Yet that is the saving grace of the full-power wheelchair in its present form. The crud over our heads is the ceiling of our automobile population. Far worse would be the pollution of the nonpolluting car. Then we could sextuple-deck the Long Island Expressway, shuffle off to Buffalo at the end of a day at the new World Trade Center down at the already drained Battery... but this is just science fiction. You can't burn oil without polluting and when cars stop running on oil, there is a chance that oil will stop running us and we will stop living on energy borrowed form geological time with no intention of repayment.
Since this energy is not ours, we feel no need to conserve it, we throw it away. Perhaps the throwaway car was the start of throwaway living. Never before have goods of such importance lost their value so quickly. Perhaps it is because they destroy rather than create. Creative work does not depreciate, it appreciates all the more in our car time as it becomes more and more scarce.

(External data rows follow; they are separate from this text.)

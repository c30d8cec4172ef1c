//! Payment-record shapes and the capability they share.
//!
//! Five tables store payment attempts, each predating the others and each
//! naming its columns differently. The processor reference lives under
//! `charge_id`, `txt_id`, or `stripe_pay_id` depending on the table, and the
//! commission table stores its status as a string where every other table
//! stores an integer code. Those names and types are part of the existing
//! store contract and are preserved here verbatim.
//!
//! The [`PaymentRecord`] trait is the abstraction over that mess: one update
//! shape (reference + status + snapshot), five column mappings.

use chrono::{DateTime, Utc};
use serde::{Deserialize, Serialize};
use std::fmt;

use crate::ids::{AdminId, CartId, RecordId, UserId};
use crate::status::{CustomerStatus, PaymentStatus};

/// Which payment table a record belongs to.
#[derive(Debug, Clone, Copy, PartialEq, Eq, Serialize, Deserialize)]
#[serde(rename_all = "snake_case")]
pub enum RecordKind {
    /// Subscription invoice.
    Invoice,
    /// Rule/batch payment.
    RulePayment,
    /// Request payment.
    RequestPayment,
    /// Additional charge.
    AdditionalCharge,
    /// Commission (cronside) payment.
    Commission,
}

impl RecordKind {
    /// Stable name used in logs.
    #[must_use]
    pub const fn as_str(self) -> &'static str {
        match self {
            Self::Invoice => "invoice",
            Self::RulePayment => "rule_payment",
            Self::RequestPayment => "request_payment",
            Self::AdditionalCharge => "additional_charge",
            Self::Commission => "commission_payment",
        }
    }
}

impl fmt::Display for RecordKind {
    fn fmt(&self, f: &mut fmt::Formatter<'_>) -> fmt::Result {
        f.write_str(self.as_str())
    }
}

/// The update capability every payment table supports.
///
/// The webhook path only ever mutates three things on a record: the stored
/// processor reference, the status, and the raw snapshot of the last-seen
/// processor object. Implementations map those onto their table's columns.
pub trait PaymentRecord {
    /// The table this record belongs to.
    fn kind(&self) -> RecordKind;

    /// Row identifier.
    fn record_id(&self) -> RecordId;

    /// The stored processor reference, if any.
    fn reference(&self) -> Option<&str>;

    /// Overwrite the stored processor reference.
    fn set_reference(&mut self, reference: String);

    /// Overwrite the status.
    fn set_status(&mut self, status: PaymentStatus);

    /// Overwrite the raw processor-object snapshot.
    fn set_snapshot(&mut self, snapshot: serde_json::Value);

    /// Bump the record's `updated_at` timestamp.
    fn touch(&mut self);

    /// Whether this record can be claimed by an event carrying `candidate`
    /// as its processor id: the stored reference is absent, empty, or equal.
    fn matches_reference(&self, candidate: &str) -> bool {
        match self.reference() {
            None => true,
            Some(stored) => stored.is_empty() || stored == candidate,
        }
    }

    /// Apply a reconciliation update in one step.
    fn apply(&mut self, reference: &str, status: PaymentStatus, snapshot: serde_json::Value) {
        self.set_reference(reference.to_string());
        self.set_status(status);
        self.set_snapshot(snapshot);
        self.touch();
    }
}

/// A subscription invoice row.
#[derive(Debug, Clone, Serialize, Deserialize)]
pub struct Invoice {
    /// Row id.
    pub id: RecordId,
    /// Identifier linking the invoice to its subscription group.
    pub subscription_group: Option<String>,
    /// Processor reference (this table's historical column name).
    pub charge_id: Option<String>,
    /// Raw snapshot of the last-seen processor object.
    pub response: serde_json::Value,
    /// Integer status code (1/2/3).
    pub status: i64,
    /// Creation time.
    pub created_at: DateTime<Utc>,
    /// Last update time.
    pub updated_at: DateTime<Utc>,
}

impl Invoice {
    /// Create a fresh invoice row in the pending state.
    #[must_use]
    pub fn new(id: RecordId) -> Self {
        let now = Utc::now();
        Self {
            id,
            subscription_group: None,
            charge_id: None,
            response: serde_json::Value::Null,
            status: PaymentStatus::Processing.code(),
            created_at: now,
            updated_at: now,
        }
    }
}

impl PaymentRecord for Invoice {
    fn kind(&self) -> RecordKind {
        RecordKind::Invoice
    }

    fn record_id(&self) -> RecordId {
        self.id
    }

    fn reference(&self) -> Option<&str> {
        self.charge_id.as_deref()
    }

    fn set_reference(&mut self, reference: String) {
        self.charge_id = Some(reference);
    }

    fn set_status(&mut self, status: PaymentStatus) {
        self.status = status.code();
    }

    fn set_snapshot(&mut self, snapshot: serde_json::Value) {
        self.response = snapshot;
    }

    fn touch(&mut self) {
        self.updated_at = Utc::now();
    }
}

/// A rule (batch) payment row.
#[derive(Debug, Clone, Serialize, Deserialize)]
pub struct RulePayment {
    /// Row id.
    pub id: RecordId,
    /// Processor reference (this table's historical column name).
    pub txt_id: Option<String>,
    /// Raw snapshot of the last-seen processor object.
    pub response: serde_json::Value,
    /// Integer status code (1/2/3).
    pub status: i64,
    /// Creation time.
    pub created_at: DateTime<Utc>,
    /// Last update time.
    pub updated_at: DateTime<Utc>,
}

impl RulePayment {
    /// Create a fresh rule-payment row in the pending state.
    #[must_use]
    pub fn new(id: RecordId) -> Self {
        let now = Utc::now();
        Self {
            id,
            txt_id: None,
            response: serde_json::Value::Null,
            status: PaymentStatus::Processing.code(),
            created_at: now,
            updated_at: now,
        }
    }
}

impl PaymentRecord for RulePayment {
    fn kind(&self) -> RecordKind {
        RecordKind::RulePayment
    }

    fn record_id(&self) -> RecordId {
        self.id
    }

    fn reference(&self) -> Option<&str> {
        self.txt_id.as_deref()
    }

    fn set_reference(&mut self, reference: String) {
        self.txt_id = Some(reference);
    }

    fn set_status(&mut self, status: PaymentStatus) {
        self.status = status.code();
    }

    fn set_snapshot(&mut self, snapshot: serde_json::Value) {
        self.response = snapshot;
    }

    fn touch(&mut self) {
        self.updated_at = Utc::now();
    }
}

/// A request-payment row.
#[derive(Debug, Clone, Serialize, Deserialize)]
pub struct RequestPayment {
    /// Row id.
    pub id: RecordId,
    /// Owning user.
    pub user_id: UserId,
    /// Processor reference (this table's historical column name).
    pub stripe_pay_id: Option<String>,
    /// Raw snapshot of the last-seen processor object.
    pub response: serde_json::Value,
    /// Integer status code (1/2/3).
    pub status: i64,
    /// Creation time.
    pub created_at: DateTime<Utc>,
    /// Last update time.
    pub updated_at: DateTime<Utc>,
}

impl RequestPayment {
    /// Create a fresh request-payment row in the pending state.
    #[must_use]
    pub fn new(id: RecordId, user_id: UserId) -> Self {
        let now = Utc::now();
        Self {
            id,
            user_id,
            stripe_pay_id: None,
            response: serde_json::Value::Null,
            status: PaymentStatus::Processing.code(),
            created_at: now,
            updated_at: now,
        }
    }
}

impl PaymentRecord for RequestPayment {
    fn kind(&self) -> RecordKind {
        RecordKind::RequestPayment
    }

    fn record_id(&self) -> RecordId {
        self.id
    }

    fn reference(&self) -> Option<&str> {
        self.stripe_pay_id.as_deref()
    }

    fn set_reference(&mut self, reference: String) {
        self.stripe_pay_id = Some(reference);
    }

    fn set_status(&mut self, status: PaymentStatus) {
        self.status = status.code();
    }

    fn set_snapshot(&mut self, snapshot: serde_json::Value) {
        self.response = snapshot;
    }

    fn touch(&mut self) {
        self.updated_at = Utc::now();
    }
}

/// An additional-charge row.
#[derive(Debug, Clone, Serialize, Deserialize)]
pub struct AdditionalCharge {
    /// Row id.
    pub id: RecordId,
    /// Owning user.
    pub user_id: UserId,
    /// Cart the charge was raised against, when there was one.
    pub cart_id: Option<CartId>,
    /// Processor reference (this table's historical column name).
    pub charge_id: Option<String>,
    /// Raw snapshot of the last-seen processor object.
    pub response: serde_json::Value,
    /// Integer status code (1/2/3).
    pub status: i64,
    /// Creation time.
    pub created_at: DateTime<Utc>,
    /// Last update time.
    pub updated_at: DateTime<Utc>,
}

impl AdditionalCharge {
    /// Create a fresh additional-charge row in the pending state.
    #[must_use]
    pub fn new(id: RecordId, user_id: UserId, cart_id: Option<CartId>) -> Self {
        let now = Utc::now();
        Self {
            id,
            user_id,
            cart_id,
            charge_id: None,
            response: serde_json::Value::Null,
            status: PaymentStatus::Processing.code(),
            created_at: now,
            updated_at: now,
        }
    }
}

impl PaymentRecord for AdditionalCharge {
    fn kind(&self) -> RecordKind {
        RecordKind::AdditionalCharge
    }

    fn record_id(&self) -> RecordId {
        self.id
    }

    fn reference(&self) -> Option<&str> {
        self.charge_id.as_deref()
    }

    fn set_reference(&mut self, reference: String) {
        self.charge_id = Some(reference);
    }

    fn set_status(&mut self, status: PaymentStatus) {
        self.status = status.code();
    }

    fn set_snapshot(&mut self, snapshot: serde_json::Value) {
        self.response = snapshot;
    }

    fn touch(&mut self) {
        self.updated_at = Utc::now();
    }
}

/// A commission (cronside) payment row.
///
/// Keyed by `(admin_id, month, year)`. The status column is a string, not a
/// code, and the row additionally stores the settlement/balance-transaction
/// reference when one is known.
#[derive(Debug, Clone, Serialize, Deserialize)]
pub struct CommissionPayment {
    /// Row id.
    pub id: RecordId,
    /// Admin the commission is owed to.
    pub admin_id: AdminId,
    /// Commission month (1-12).
    pub month: u32,
    /// Commission year.
    pub year: i32,
    /// Processor reference (this table's historical column name).
    pub txt_id: Option<String>,
    /// Balance/settlement transaction reference, when known.
    pub balance_id: Option<String>,
    /// Raw snapshot of the last-seen processor object.
    pub response: serde_json::Value,
    /// String status (`"processing"` / `"succeeded"` / `"failed"`).
    pub status: String,
    /// Creation time.
    pub created_at: DateTime<Utc>,
    /// Last update time.
    pub updated_at: DateTime<Utc>,
}

impl CommissionPayment {
    /// Create a fresh commission row in the processing state.
    #[must_use]
    pub fn new(id: RecordId, admin_id: AdminId, month: u32, year: i32) -> Self {
        let now = Utc::now();
        Self {
            id,
            admin_id,
            month,
            year,
            txt_id: None,
            balance_id: None,
            response: serde_json::Value::Null,
            status: PaymentStatus::Processing.as_str().to_string(),
            created_at: now,
            updated_at: now,
        }
    }
}

impl PaymentRecord for CommissionPayment {
    fn kind(&self) -> RecordKind {
        RecordKind::Commission
    }

    fn record_id(&self) -> RecordId {
        self.id
    }

    fn reference(&self) -> Option<&str> {
        self.txt_id.as_deref()
    }

    fn set_reference(&mut self, reference: String) {
        self.txt_id = Some(reference);
    }

    fn set_status(&mut self, status: PaymentStatus) {
        self.status = status.as_str().to_string();
    }

    fn set_snapshot(&mut self, snapshot: serde_json::Value) {
        self.response = snapshot;
    }

    fn touch(&mut self) {
        self.updated_at = Utc::now();
    }
}

/// A customer row holding the processor-side references for a user.
#[derive(Debug, Clone, Serialize, Deserialize)]
pub struct Customer {
    /// Owning user.
    pub user_id: UserId,
    /// Processor customer id.
    pub customer_id: Option<String>,
    /// Setup intent currently/last used to collect a payment method.
    pub setup_intent_id: Option<String>,
    /// Collected payment method, once verification succeeds.
    pub payment_method_id: Option<String>,
    /// Verification status.
    pub status: CustomerStatus,
    /// Creation time.
    pub created_at: DateTime<Utc>,
    /// Last update time.
    pub updated_at: DateTime<Utc>,
}

impl Customer {
    /// Create a fresh customer row.
    #[must_use]
    pub fn new(user_id: UserId) -> Self {
        let now = Utc::now();
        Self {
            user_id,
            customer_id: None,
            setup_intent_id: None,
            payment_method_id: None,
            status: CustomerStatus::Pending,
            created_at: now,
            updated_at: now,
        }
    }

    /// Record the outcome of a finished bank-account collection flow.
    pub fn mark_verification(&mut self, status: CustomerStatus, payment_method: Option<String>) {
        self.status = status;
        if payment_method.is_some() {
            self.payment_method_id = payment_method;
        }
        self.updated_at = Utc::now();
    }
}

#[cfg(test)]
mod tests {
    use super::*;
    use serde_json::json;

    #[test]
    fn apply_sets_reference_status_and_snapshot() {
        let mut invoice = Invoice::new(RecordId::new(1));
        invoice.apply("pi_123", PaymentStatus::Succeeded, json!({"id": "pi_123"}));

        assert_eq!(invoice.charge_id.as_deref(), Some("pi_123"));
        assert_eq!(invoice.status, 2);
        assert_eq!(invoice.response["id"], "pi_123");
    }

    #[test]
    fn commission_stores_string_status() {
        let mut commission = CommissionPayment::new(RecordId::new(1), AdminId::new(3), 5, 2024);
        commission.set_status(PaymentStatus::Processing);
        assert_eq!(commission.status, "processing");

        commission.set_status(PaymentStatus::Failed);
        assert_eq!(commission.status, "failed");
    }

    #[test]
    fn reference_columns_differ_per_table() {
        let mut rule = RulePayment::new(RecordId::new(9));
        rule.set_reference("pi_abc".into());
        assert_eq!(rule.txt_id.as_deref(), Some("pi_abc"));

        let mut request = RequestPayment::new(RecordId::new(4), UserId::new(42));
        request.set_reference("pi_abc".into());
        assert_eq!(request.stripe_pay_id.as_deref(), Some("pi_abc"));
    }

    #[test]
    fn matches_reference_on_empty_or_equal() {
        let mut request = RequestPayment::new(RecordId::new(4), UserId::new(42));
        assert!(request.matches_reference("pi_a"));

        request.stripe_pay_id = Some(String::new());
        assert!(request.matches_reference("pi_a"));

        request.stripe_pay_id = Some("pi_a".into());
        assert!(request.matches_reference("pi_a"));
        assert!(!request.matches_reference("pi_b"));
    }

    #[test]
    fn customer_verification_keeps_existing_payment_method_on_failure() {
        let mut customer = Customer::new(UserId::new(42));
        customer.mark_verification(CustomerStatus::Verified, Some("pm_1".into()));
        assert_eq!(customer.status, CustomerStatus::Verified);

        customer.mark_verification(CustomerStatus::Failed, None);
        assert_eq!(customer.status, CustomerStatus::Failed);
        assert_eq!(customer.payment_method_id.as_deref(), Some("pm_1"));
    }
}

It is in moon travel that one finds the fastest depreciation of all. This is the ultimate projection of the car-travel society. There is instant depreciation; the booster stages and the fuel vanish, only the capsule arrives (with the relative residual value that my '47 Chevy would have today). Perhaps we get into trouble when our tools, our goods, do not live as long as we do. A house does, a trolley car or a locomotive or a steamship used to be good for a generation or two. The car cannot last because, it consumes itself as it consumes energy.
Sooner or later, it consumes us, mentally as well as physically. The car bestows power without responsibility. The airline pilot, the steamer captain, the locomotive engineer control much more power, but their every move is governed by skills that take years to acquire and rules that fix responsibility in every foreseeable circumstance. Not we in our cars; we get the power for nothing, we pay insurance companies to take the rap, thereby giving them a swollen role in shaping our world. The car puts all of us on horseback we can multiply our own speed and power as our predecessors could only by riding fleet horses, again almost a professional skill and certainly one that demands much more physical and psychological effort than guiding an automobile after a few hours of lessons.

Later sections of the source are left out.